The study claims that the saint’s body presents “characteristics typical of Afro-descendant groups.”
The recently released results of a forensic study on the remains of St. Isidore the Farmer confirm what the canonization bull says about his death – namely, that he died between the ages of 35 and 45.
Isidore the Farmer lived between the 11th and 12th centuries. Born in Madrid around the year 1070 to a poor and devout family, he was baptized with the name Isidore, after the 6th-century saint and scholar Isidore of Seville, often referred to as “the last scholar of the ancient world.”
A farmworker in the service of the wealthy landowner Juan de Vargas, he is the patron saint of farmers and of Spain’s capital city, Madrid. As this year marks the 400th anniversary of his canonization, Pope Francis granted a jubilee year to the diocese of Madrid, the Holy Year of San Isidro.
When presenting the results of the forensic study, the Archbishop of Madrid, Cardinal Carlos Osorio, explained that “the decision to carry out this study shows that the Church is not afraid of anything and that, leaning on scientific advances, we can learn more about men like St. Isidore, an example of sanctity for his contemporaries and for millions of believers around the world throughout the centuries.”
The study also notes that, since the saint was first buried in San Andrés, in a rather watery and humid area, there are “different levels of density in the back part of some bones.” It also explains that his body presents “characteristics typical of Afro-descendant groups” and that a coin was found in the back of his throat.

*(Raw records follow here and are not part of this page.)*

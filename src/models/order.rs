//! Order models, batch envelopes, and query parameters.

use std::sync::OnceLock;
use std::sync::atomic::{AtomicU64, Ordering};

use rand_core::{OsRng, RngCore};
use serde::{Deserialize, Serialize};

use crate::error::{Error, Result};
use crate::price::FixedPrice;

use super::common::{Action, OrderStatus, OrderType, Side};
use super::query::QueryBuilder;

static ORDER_COUNTER: AtomicU64 = AtomicU64::new(1);
static SESSION_NONCE: OnceLock<u64> = OnceLock::new();

/// Process-unique client order id: a per-process random nonce plus a
/// monotone counter. Resubmitting the same id is rejected by the exchange,
/// which is what makes retried placements safe.
pub fn next_client_order_id() -> String {
    let nonce = SESSION_NONCE.get_or_init(|| {
        let mut bytes = [0u8; 8];
        OsRng.fill_bytes(&mut bytes);
        u64::from_le_bytes(bytes)
    });
    let n = ORDER_COUNTER.fetch_add(1, Ordering::Relaxed);
    format!("{:016x}-{:08x}", nonce, n)
}

/// An order to be submitted to the exchange.
///
/// Prices are always expressed on the YES side; `side` + `action` control how
/// the order is interpreted.
#[derive(Debug, Clone, Serialize)]
pub struct OrderRequest {
    pub ticker: String,
    pub side: Side,
    pub action: Action,
    pub count: i64,
    #[serde(rename = "type")]
    pub order_type: OrderType,
    #[serde(skip_serializing_if = "Option::is_none")]
    pub yes_price_dollars: Option<FixedPrice>,
    pub client_order_id: String,
}

impl OrderRequest {
    /// A limit order at `price` (YES terms).
    ///
    /// # Errors
    /// Fails on non-positive count or a price outside [0.01, 0.99].
    pub fn limit(
        ticker: impl Into<String>,
        side: Side,
        action: Action,
        count: i64,
        price: FixedPrice,
    ) -> Result<Self> {
        if count <= 0 {
            return Err(Error::InvalidQuantity(count));
        }
        if !price.is_tradable() {
            return Err(Error::InvalidPrice(price.to_f64()));
        }
        Ok(Self {
            ticker: ticker.into(),
            side,
            action,
            count,
            order_type: OrderType::Limit,
            yes_price_dollars: Some(price),
            client_order_id: next_client_order_id(),
        })
    }

    /// A market order.
    ///
    /// # Errors
    /// Fails on non-positive count.
    pub fn market(
        ticker: impl Into<String>,
        side: Side,
        action: Action,
        count: i64,
    ) -> Result<Self> {
        if count <= 0 {
            return Err(Error::InvalidQuantity(count));
        }
        Ok(Self {
            ticker: ticker.into(),
            side,
            action,
            count,
            order_type: OrderType::Market,
            yes_price_dollars: None,
            client_order_id: next_client_order_id(),
        })
    }

    /// Whether the order increases net YES exposure (buy YES or sell NO).
    pub fn is_long(&self) -> bool {
        (self.action == Action::Buy) == (self.side == Side::Yes)
    }
}

/// An order as reported by the exchange.
#[derive(Debug, Clone, Serialize, Deserialize)]
pub struct Order {
    pub order_id: String,
    #[serde(default)]
    pub client_order_id: Option<String>,
    pub ticker: String,
    pub side: Side,
    pub action: Action,
    #[serde(rename = "type")]
    pub order_type: OrderType,
    pub status: OrderStatus,
    #[serde(default)]
    pub yes_price_dollars: Option<FixedPrice>,
    #[serde(default)]
    pub fill_count: i64,
    #[serde(default)]
    pub remaining_count: i64,
    #[serde(default)]
    pub initial_count: i64,
    #[serde(default)]
    pub created_time: Option<String>,
    #[serde(default)]
    pub last_update_time: Option<String>,
}

/// Response from the get_orders endpoint.
#[derive(Debug, Clone, Deserialize)]
pub struct OrdersResponse {
    pub orders: Vec<Order>,
    #[serde(default)]
    pub cursor: Option<String>,
}

/// Error payload attached to a rejected order within a batch.
#[derive(Debug, Clone, Serialize, Deserialize)]
pub struct ApiOrderError {
    #[serde(default)]
    pub code: String,
    #[serde(default)]
    pub message: String,
    #[serde(default)]
    pub service: Option<String>,
    #[serde(default)]
    pub details: Option<serde_json::Value>,
}

#[derive(Debug, Clone, Serialize)]
pub struct BatchCreateOrdersRequest {
    pub orders: Vec<OrderRequest>,
}

/// One entry in a batch-create response: either a placed order or an error.
#[derive(Debug, Clone, Deserialize)]
pub struct BatchOrderResult {
    #[serde(default)]
    pub order: Option<Order>,
    #[serde(default)]
    pub error: Option<ApiOrderError>,
}

#[derive(Debug, Clone, Deserialize)]
pub struct BatchCreateOrdersResponse {
    pub orders: Vec<BatchOrderResult>,
}

#[derive(Debug, Clone, Serialize)]
pub struct BatchCancelOrdersRequest {
    pub ids: Vec<String>,
}

/// One entry in a batch-cancel response. The id may appear flat or nested
/// depending on the API revision.
#[derive(Debug, Clone, Deserialize)]
pub struct BatchCancelResult {
    #[serde(default)]
    pub order_id: Option<String>,
    #[serde(default)]
    pub order: Option<Order>,
    #[serde(default)]
    pub error: Option<ApiOrderError>,
}

impl BatchCancelResult {
    /// The cancelled order id, if the entry succeeded.
    pub fn order_id(&self) -> Option<&str> {
        if self.error.is_some() {
            return None;
        }
        self.order_id
            .as_deref()
            .or(self.order.as_ref().map(|o| o.order_id.as_str()))
    }
}

#[derive(Debug, Clone, Deserialize)]
pub struct BatchCancelOrdersResponse {
    pub orders: Vec<BatchCancelResult>,
}

/// Query parameters for the get_orders endpoint.
#[derive(Debug, Default, Clone)]
pub struct GetOrdersParams {
    pub ticker: Option<String>,
    pub status: Option<OrderStatus>,
    pub min_ts: Option<i64>,
    pub max_ts: Option<i64>,
    pub limit: Option<i64>,
    pub cursor: Option<String>,
}

impl GetOrdersParams {
    #[must_use]
    pub fn new() -> Self {
        Self::default()
    }

    #[must_use]
    pub fn ticker(mut self, ticker: impl Into<String>) -> Self {
        self.ticker = Some(ticker.into());
        self
    }

    #[must_use]
    pub fn status(mut self, status: OrderStatus) -> Self {
        self.status = Some(status);
        self
    }

    #[must_use]
    pub fn min_ts(mut self, ts: i64) -> Self {
        self.min_ts = Some(ts);
        self
    }

    #[must_use]
    pub fn max_ts(mut self, ts: i64) -> Self {
        self.max_ts = Some(ts);
        self
    }

    #[must_use]
    pub fn limit(mut self, limit: i64) -> Self {
        self.limit = Some(limit);
        self
    }

    #[must_use]
    pub fn cursor(mut self, cursor: impl Into<String>) -> Self {
        self.cursor = Some(cursor.into());
        self
    }

    #[must_use]
    pub fn to_query_string(&self) -> String {
        let mut qb = QueryBuilder::new();
        qb.push_opt("ticker", self.ticker.as_ref());
        qb.push_opt("status", self.status.map(|s| s.as_str()));
        qb.push_opt("min_ts", self.min_ts);
        qb.push_opt("max_ts", self.max_ts);
        qb.push_opt("limit", self.limit);
        qb.push_opt("cursor", self.cursor.as_ref());
        qb.build()
    }
}

#[cfg(test)]
mod tests {
    use super::*;

    #[test]
    fn test_client_order_ids_are_unique() {
        let a = next_client_order_id();
        let b = next_client_order_id();
        assert_ne!(a, b);
        // shared session nonce
        assert_eq!(a.split('-').next(), b.split('-').next());
    }

    #[test]
    fn test_limit_order_validation() {
        assert!(OrderRequest::limit(
            "T",
            Side::Yes,
            Action::Buy,
            0,
            FixedPrice::from_dollars(0.40)
        )
        .is_err());
        assert!(OrderRequest::limit(
            "T",
            Side::Yes,
            Action::Buy,
            1,
            FixedPrice::from_dollars(1.00)
        )
        .is_err());
        assert!(OrderRequest::limit(
            "T",
            Side::Yes,
            Action::Buy,
            1,
            FixedPrice::from_dollars(0.01)
        )
        .is_ok());
    }

    #[test]
    fn test_market_order_has_no_price() {
        let order = OrderRequest::market("T", Side::No, Action::Sell, 5).unwrap();
        let json = serde_json::to_value(&order).unwrap();
        assert!(json.get("yes_price_dollars").is_none());
        assert_eq!(json["type"], "market");
    }

    #[test]
    fn test_is_long() {
        let buy_yes =
            OrderRequest::limit("T", Side::Yes, Action::Buy, 1, FixedPrice::from_dollars(0.5))
                .unwrap();
        let sell_no =
            OrderRequest::limit("T", Side::No, Action::Sell, 1, FixedPrice::from_dollars(0.5))
                .unwrap();
        let sell_yes =
            OrderRequest::limit("T", Side::Yes, Action::Sell, 1, FixedPrice::from_dollars(0.5))
                .unwrap();
        assert!(buy_yes.is_long());
        assert!(sell_no.is_long());
        assert!(!sell_yes.is_long());
    }

    #[test]
    fn test_order_request_serialization() {
        let order = OrderRequest::limit(
            "KXETHD-X",
            Side::Yes,
            Action::Buy,
            10,
            FixedPrice::from_dollars(0.40),
        )
        .unwrap();
        let json = serde_json::to_value(&order).unwrap();
        assert_eq!(json["ticker"], "KXETHD-X");
        assert_eq!(json["side"], "yes");
        assert_eq!(json["action"], "buy");
        assert_eq!(json["count"], 10);
        assert_eq!(json["yes_price_dollars"], 0.4);
        assert!(json["client_order_id"].is_string());
    }

    #[test]
    fn test_batch_create_response_parses_errors() {
        let json = r#"{
            "orders": [
                {"order": {"order_id": "o1", "ticker": "T", "side": "yes",
                           "action": "buy", "type": "limit", "status": "resting",
                           "remaining_count": 6}},
                {"error": {"code": "insufficient_balance", "message": "no funds"}}
            ]
        }"#;
        let resp: BatchCreateOrdersResponse = serde_json::from_str(json).unwrap();
        assert_eq!(resp.orders.len(), 2);
        assert_eq!(resp.orders[0].order.as_ref().unwrap().order_id, "o1");
        assert_eq!(resp.orders[0].order.as_ref().unwrap().remaining_count, 6);
        assert_eq!(
            resp.orders[1].error.as_ref().unwrap().code,
            "insufficient_balance"
        );
    }

    #[test]
    fn test_batch_cancel_result_id_forms() {
        let flat: BatchCancelResult =
            serde_json::from_str(r#"{"order_id": "o1"}"#).unwrap();
        assert_eq!(flat.order_id(), Some("o1"));

        let nested: BatchCancelResult = serde_json::from_str(
            r#"{"order": {"order_id": "o2", "ticker": "T", "side": "yes",
                "action": "buy", "type": "limit", "status": "canceled"}}"#,
        )
        .unwrap();
        assert_eq!(nested.order_id(), Some("o2"));

        let failed: BatchCancelResult =
            serde_json::from_str(r#"{"order_id": "o3", "error": {"code": "x"}}"#).unwrap();
        assert_eq!(failed.order_id(), None);
    }

    #[test]
    fn test_orders_query_string() {
        let params = GetOrdersParams::new()
            .ticker("KXETHD-X")
            .status(OrderStatus::Resting);
        assert_eq!(params.to_query_string(), "?ticker=KXETHD-X&status=resting");
    }
}
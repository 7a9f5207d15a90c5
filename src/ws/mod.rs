//! Exchange WebSocket streaming: message types, frame protocol, and the
//! subscription state machine.

mod message;
mod protocol;
mod socket;

pub use message::{
    ERROR_CODE_AUTH, ErrorMsg, FillMsg, OrderbookDeltaMsg, OrderbookSnapshotMsg,
    PriceLevelCents, PriceLevelDollars, SubscribedMsg,
};
pub use socket::{ExchangeSocket, FillSink, SubscriptionPhase};
//! Fixed-point contract prices.
//!
//! Kalshi quotes binary contracts in dollars with sub-penny precision. All
//! book keys and order prices use [`FixedPrice`], an integer count of
//! 1/10000-dollar units, so that equal prices compare equal and map lookups
//! never suffer float drift.

use std::fmt;
use std::ops::{Add, Div, Mul, Neg, Sub};

use serde::{Deserialize, Deserializer, Serialize, Serializer};

/// Number of fixed-point units per dollar.
const UNITS: i64 = 10_000;

/// A price in [0.00, 1.00] quantized to 0.0001 dollars.
#[derive(Debug, Clone, Copy, PartialEq, Eq, PartialOrd, Ord, Hash, Default)]
pub struct FixedPrice(i64);

/// $0.00
pub const ZERO: FixedPrice = FixedPrice(0);
/// $1.00
pub const ONE: FixedPrice = FixedPrice(UNITS);
/// Lowest tradable price, $0.01.
pub const MIN_PRICE: FixedPrice = FixedPrice(100);
/// Highest tradable price, $0.99.
pub const MAX_PRICE: FixedPrice = FixedPrice(9_900);
/// Default midpoint for an empty book, $0.50.
pub const MID_DEFAULT: FixedPrice = FixedPrice(5_000);

impl FixedPrice {
    /// Build from raw 1/10000-dollar units.
    pub const fn from_units(units: i64) -> Self {
        Self(units)
    }

    /// Build from a dollar amount, rounding to the nearest 0.0001.
    pub fn from_dollars(dollars: f64) -> Self {
        Self((dollars * UNITS as f64).round() as i64)
    }

    /// Raw unit count.
    pub const fn units(self) -> i64 {
        self.0
    }

    /// Dollar value as a float, for model math and display.
    pub fn to_f64(self) -> f64 {
        self.0 as f64 / UNITS as f64
    }

    /// The other side's equivalent price: 1 − p.
    pub const fn complement(self) -> Self {
        Self(UNITS - self.0)
    }

    /// Whether the price is within the tradable range [0.01, 0.99].
    pub fn is_tradable(self) -> bool {
        (MIN_PRICE..=MAX_PRICE).contains(&self)
    }

    /// Clamp into the tradable range.
    pub fn clamped(self) -> Self {
        self.max(MIN_PRICE).min(MAX_PRICE)
    }
}

impl Add for FixedPrice {
    type Output = FixedPrice;
    fn add(self, rhs: Self) -> Self {
        Self(self.0 + rhs.0)
    }
}

impl Sub for FixedPrice {
    type Output = FixedPrice;
    fn sub(self, rhs: Self) -> Self {
        Self(self.0 - rhs.0)
    }
}

impl Mul for FixedPrice {
    type Output = FixedPrice;
    fn mul(self, rhs: Self) -> Self {
        Self(self.0 * rhs.0 / UNITS)
    }
}

impl Div for FixedPrice {
    type Output = FixedPrice;
    fn div(self, rhs: Self) -> Self {
        Self(self.0 * UNITS / rhs.0)
    }
}

impl Div<i64> for FixedPrice {
    type Output = FixedPrice;
    fn div(self, rhs: i64) -> Self {
        Self(self.0 / rhs)
    }
}

impl Mul<i64> for FixedPrice {
    type Output = FixedPrice;
    fn mul(self, rhs: i64) -> Self {
        Self(self.0 * rhs)
    }
}

impl Neg for FixedPrice {
    type Output = FixedPrice;
    fn neg(self) -> Self {
        Self(-self.0)
    }
}

impl fmt::Display for FixedPrice {
    fn fmt(&self, f: &mut fmt::Formatter<'_>) -> fmt::Result {
        let sign = if self.0 < 0 { "-" } else { "" };
        let abs = self.0.abs();
        write!(f, "{}{}.{:04}", sign, abs / UNITS, abs % UNITS)
    }
}

impl Serialize for FixedPrice {
    fn serialize<S: Serializer>(&self, serializer: S) -> Result<S::Ok, S::Error> {
        serializer.serialize_f64(self.to_f64())
    }
}

impl<'de> Deserialize<'de> for FixedPrice {
    fn deserialize<D: Deserializer<'de>>(deserializer: D) -> Result<Self, D::Error> {
        let dollars = f64::deserialize(deserializer)?;
        Ok(FixedPrice::from_dollars(dollars))
    }
}
//! Internal query string builder.

/// Helper to build URL query strings with proper encoding.
pub(crate) struct QueryBuilder {
    pairs: Vec<(String, String)>,
}

impl QueryBuilder {
    pub fn new() -> Self {
        Self { pairs: Vec::new() }
    }

    pub fn push(&mut self, key: &str, value: impl ToString) {
        self.pairs.push((key.to_string(), value.to_string()));
    }

    pub fn push_opt<T: ToString>(&mut self, key: &str, value: Option<T>) {
        if let Some(v) = value {
            self.push(key, v);
        }
    }

    pub fn build(self) -> String {
        if self.pairs.is_empty() {
            return String::new();
        }
        let encoded: String = url::form_urlencoded::Serializer::new(String::new())
            .extend_pairs(self.pairs)
            .finish();
        format!("?{}", encoded)
    }
}

#[cfg(test)]
mod tests {
    use super::*;

    #[test]
    fn test_empty_builds_nothing() {
        assert_eq!(QueryBuilder::new().build(), "");
    }

    #[test]
    fn test_pairs_are_encoded() {
        let mut qb = QueryBuilder::new();
        qb.push("ticker", "KXETHD-X");
        qb.push_opt("limit", Some(100));
        qb.push_opt::<i64>("cursor", None);
        assert_eq!(qb.build(), "?ticker=KXETHD-X&limit=100");
    }
}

Cardinal Osorio said that the results of the study reaffirm what tradition has always claimed regarding St. Isidore. He also added that, by revealing his Afro-descendant origins, the study evidences “the hospitality that Madrid has always offered to the whole world, and thus that which St. Isidore himself gave to others.”
A coin in his throat, and the cause of his death.
The study noted “a metallic object in the shape of a coin that, given its location, could not be observed directly.” The team in charge of it believe this coin may bear the inscription of the silhouette of a lion rampant, framed in a rhombus.
A numismatic study of the object explains that, despite the absence of more detailed images, it could be a ‘Blanca del Rombo’ coin of Enrique IV, a 15th-century king of Castile and León. The researchers admit that the coin remains “an unsolved mystery,” even though it is known that King Enrique visited the tomb of the saint in 1463.
The researchers were also unable to determine the cause of his death, although there are some indications that it was due to sepsis. “There is evidence of signs of disease and infections in the maxillary bones, with significant abscesses and fistulas, which may be a consequence of clinical symptoms of mediastinitis, which sometimes leads to sepsis,” the report says.
The study explains that its conclusions “do not contradict any of the elements that reliable traditions have attributed to the life and history of St. Isidore. This, and the uninterrupted chain of custody of his remains since his exhumation 40 years after his death, makes it highly probable that we are in the presence of the body of the saintly 12th-century farmer from Madrid.”
The Collegiate Church of St. Isidore
The church of San Isidro El Real was designed by the famed Baroque architect Pedro Sánchez in 1620. He oversaw its construction until his death in 1633. The work was finished in 1664 by Francisco Bautista and Melchor de Bueras.
The church was built to replace the parish church of St. Peter and St. Paul, which had been demolished to make room for the Imperial College, as commanded by the Holy Roman Empress Maria of Austria, daughter of Charles I and sister to King Philip II of Spain: In her will, she left her fortune to the Jesuits so that they could finish the building.
The church was consecrated on September 23, 1651 — 13 years before its completion. Since it belonged to the Jesuits, the church was dedicated to to St. Francis Xavier. But when the Jesuits were expelled in 1767, the building became a collegiate church. Two years after that, with the arrival of St. Isidore’s remains, the church changed its name to San Isidro El Real.
Saint Isidore “Labrador”
Isidro de Merlo y Quintana (the full Spanish name of St. Isidore) is often referred to in English as “St. Isidore the Laborer.” But that translation is somewhat inaccurate or, at least, insufficient. In Spanish, he is known as “San Isidro Labrador.” The Spanish word “labrador” derives from the verb labrar, meaning “to plow.” In a broad yet also very specific sense, labrar means “to work the land.” The English “laborer” does not include the farming overtones found in the Spanish labrador, which are essential to his identity as patron saint of farmers.